NUPRC boss says new initiative will create a paradigm shift.

The Federal Government of Nigeria announced that it has acquired a new piece of fuel-monitoring equipment. Nigeria depends on oil for the majority of its revenue generation. In fact, the country’s foreign exchange earnings are from the export of crude oil mainly extracted from the Niger Delta region. However, the region has experienced the worst treatments from the government, foreign multinational oil companies and the natives of the region. An oil company such as Shell operates in the region with the permission of the government.

When there are cases of environmental degradation there, such as oil spillage, the firms are quick to dissociate from them and blame it on sabotage from the natives of the place or non-state actors. While the fact that oil exploration and extraction in the region cannot be done without having causing spills, evidence has shown that saboteurs are also responsible for the contamination of farmlands and rivers. When oil is spilled into the environment, it contaminates land and water resources, rendering people jobless and without any source of income.

Oil theft has affected Nigeria finances in the last few years.

These thefts are not a new thing in the Niger Delta. In fact, there was a period when residents of Port Harcourt created awareness on social media because of black soot and cloudy skies caused by illegal oil refineries. As pipelines were being vandalized and oil being illegally refined, the environmental effects were devastating. Recently, Nigeria experienced a record low output of below one million barrels per day. This was because the oil was being stolen and sold on the black market.

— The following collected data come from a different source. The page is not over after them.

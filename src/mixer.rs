//! Software mixer
//!
//! Produces the final output one frame at a time: the sum of every playing
//! sound voice plus the music channel. Runs inside the device callback
//! behind a mutex, so everything here must be allocation-free and quick.
//!
//! The music channel is the consumer half of an SPSC ring buffer. The
//! producer half lives with the music stream, which refills it from the
//! decoder on `update` calls outside the audio thread.

use crate::audio::types::{AudioFrame, PlaybackState};
use crate::sound::SoundBank;
use ringbuf::traits::{Consumer, Observer};
use ringbuf::HeapCons;

/// Consumer side of a streaming music track.
///
/// Holds only what the audio thread needs: the ring to pull samples from,
/// volume, and playback state. Decode-side state stays in `MusicStream`.
pub struct MusicChannel {
    /// Device-rate interleaved stereo samples from the stream's producer
    consumer: HeapCons<f32>,

    state: PlaybackState,
    volume: f32,

    /// Output frames consumed so far, for progress reporting
    frames_consumed: u64,

    /// Callback ticks where the ring was empty while playing
    underruns: u64,
}

impl MusicChannel {
    pub fn new(consumer: HeapCons<f32>) -> Self {
        Self {
            consumer,
            state: PlaybackState::Stopped,
            volume: 1.0,
            frames_consumed: 0,
            underruns: 0,
        }
    }

    pub fn state(&self) -> PlaybackState {
        self.state
    }

    pub fn set_state(&mut self, state: PlaybackState) {
        self.state = state;
    }

    pub fn volume(&self) -> f32 {
        self.volume
    }

    pub fn set_volume(&mut self, volume: f32) {
        self.volume = volume.clamp(0.0, 1.0);
    }

    pub fn frames_consumed(&self) -> u64 {
        self.frames_consumed
    }

    pub fn underruns(&self) -> u64 {
        self.underruns
    }

    /// Samples currently buffered in the ring.
    pub fn buffered_samples(&self) -> usize {
        self.consumer.occupied_len()
    }

    /// Ring fill level, 0.0 (empty) to 1.0 (full).
    pub fn fill_level(&self) -> f32 {
        self.consumer.occupied_len() as f32 / self.consumer.capacity().get() as f32
    }

    /// Drop everything buffered in the ring. Used on stop and seek so stale
    /// audio does not play after a restart.
    pub fn clear(&mut self) {
        self.consumer.clear();
    }

    /// Reset progress accounting for a restart.
    pub fn reset_position(&mut self) {
        self.frames_consumed = 0;
    }

    /// Pull one frame from the ring.
    ///
    /// Returns silence when paused or stopped. An empty ring while playing
    /// also yields silence and counts an underrun; the stream recovers as
    /// soon as the producer catches up.
    pub(crate) fn next_frame(&mut self) -> AudioFrame {
        if self.state != PlaybackState::Playing {
            return AudioFrame::zero();
        }

        let mut samples = [0.0f32; 2];
        let popped = self.consumer.pop_slice(&mut samples);

        if popped < 2 {
            self.underruns += 1;
            return AudioFrame::zero();
        }

        self.frames_consumed += 1;

        let mut frame = AudioFrame::from_stereo(samples[0], samples[1]);
        frame.apply_volume(self.volume);
        frame
    }
}

/// Mixes sound voices and the music channel into single output frames.
pub struct Mixer {
    bank: SoundBank,
    music: Option<MusicChannel>,

    /// Output device sample rate; voices convert their clip rate to this
    output_rate: u32,
}

impl Mixer {
    pub fn new(output_rate: u32) -> Self {
        Self {
            bank: SoundBank::new(),
            music: None,
            output_rate,
        }
    }

    pub fn output_rate(&self) -> u32 {
        self.output_rate
    }

    pub fn bank(&self) -> &SoundBank {
        &self.bank
    }

    pub fn bank_mut(&mut self) -> &mut SoundBank {
        &mut self.bank
    }

    /// Install the music channel, replacing any previous one.
    pub fn set_music(&mut self, channel: MusicChannel) {
        self.music = Some(channel);
    }

    /// Remove the music channel, silencing music immediately.
    pub fn take_music(&mut self) -> Option<MusicChannel> {
        self.music.take()
    }

    pub fn music(&self) -> Option<&MusicChannel> {
        self.music.as_ref()
    }

    pub fn music_mut(&mut self) -> Option<&mut MusicChannel> {
        self.music.as_mut()
    }

    /// Produce the next output frame.
    ///
    /// Called from the audio callback. Clipping protection happens at the
    /// output stage, not here, so intermediate sums may exceed ±1.0.
    pub fn next_frame(&mut self) -> AudioFrame {
        let mut frame = self.bank.mix_frame(self.output_rate);

        if let Some(music) = self.music.as_mut() {
            frame.add(&music.next_frame());
        }

        frame
    }
}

A lot of vessels have been seized on Nigerian waterways illegally carrying crude oil and making ways to cross the Nigerian borders. The most amazing of the cases of oil theft that have made the news is the siphoning of oil through a pipeline illegally wedged to an official line and used to divert oil to an offshore depot. The depot was not owned by the government nor by any of the foreign oil firms. The private security company given the job of securing the creeks from such exposures, effectively ending its operation.

Every liter of oil taken will be monitored by the government.

It still remains a mystery how the government could not discover that oil was being diverted by oil thieves. However, with the new equipment acquired, this will change. Mr. Gbenga Komolafe, the managing director of the Nigerian Upstream Petroleum Regulatory Commission (NUPRC), said new equipment has been acquired by the commission to monitor every litre of oil taken from Nigeria. According to him, the new initiative will create a paradigm shift in oil-related revenue generation in the country.

This was disclosed on Tuesday at an event organised by HEDA Resource Centre and Centre for Fiscal Transparency and Integrity Watch (CFTI). The two-day National Anti-Corruption Conference was held in Abuja, Nigeria’s capital with the theme “Nigeria and the Fight against Corruption: Reviewing the Buhari Regime and Setting Agenda for the Tinubu Administration.” Earlier at the event, a Senior Advocate of Nigeria, Mr. Femi Falana, said billions of dollars were being lost by Nigeria to oil theft and the refusal of oil companies to pay the total expected taxes amounting to billions of naira over the years.

Falana described illicit flow of funds as a challenge for FG.

Mr. Falana said that the activity has attracted no action to date. Nigeria also failed to put a mechanisms in place to determine how many liters of oil are taken from the country’s onshore and offshore facilities. While delivering his lead presentation on the theme, “Effective recovery of illicit assets and blocking opportunities for Illicit Financial Flow; Role of international frameworks, Bodies, Courts and instruments in a context of new dispensation,” he described the illicit financial flow as a challenge for the country.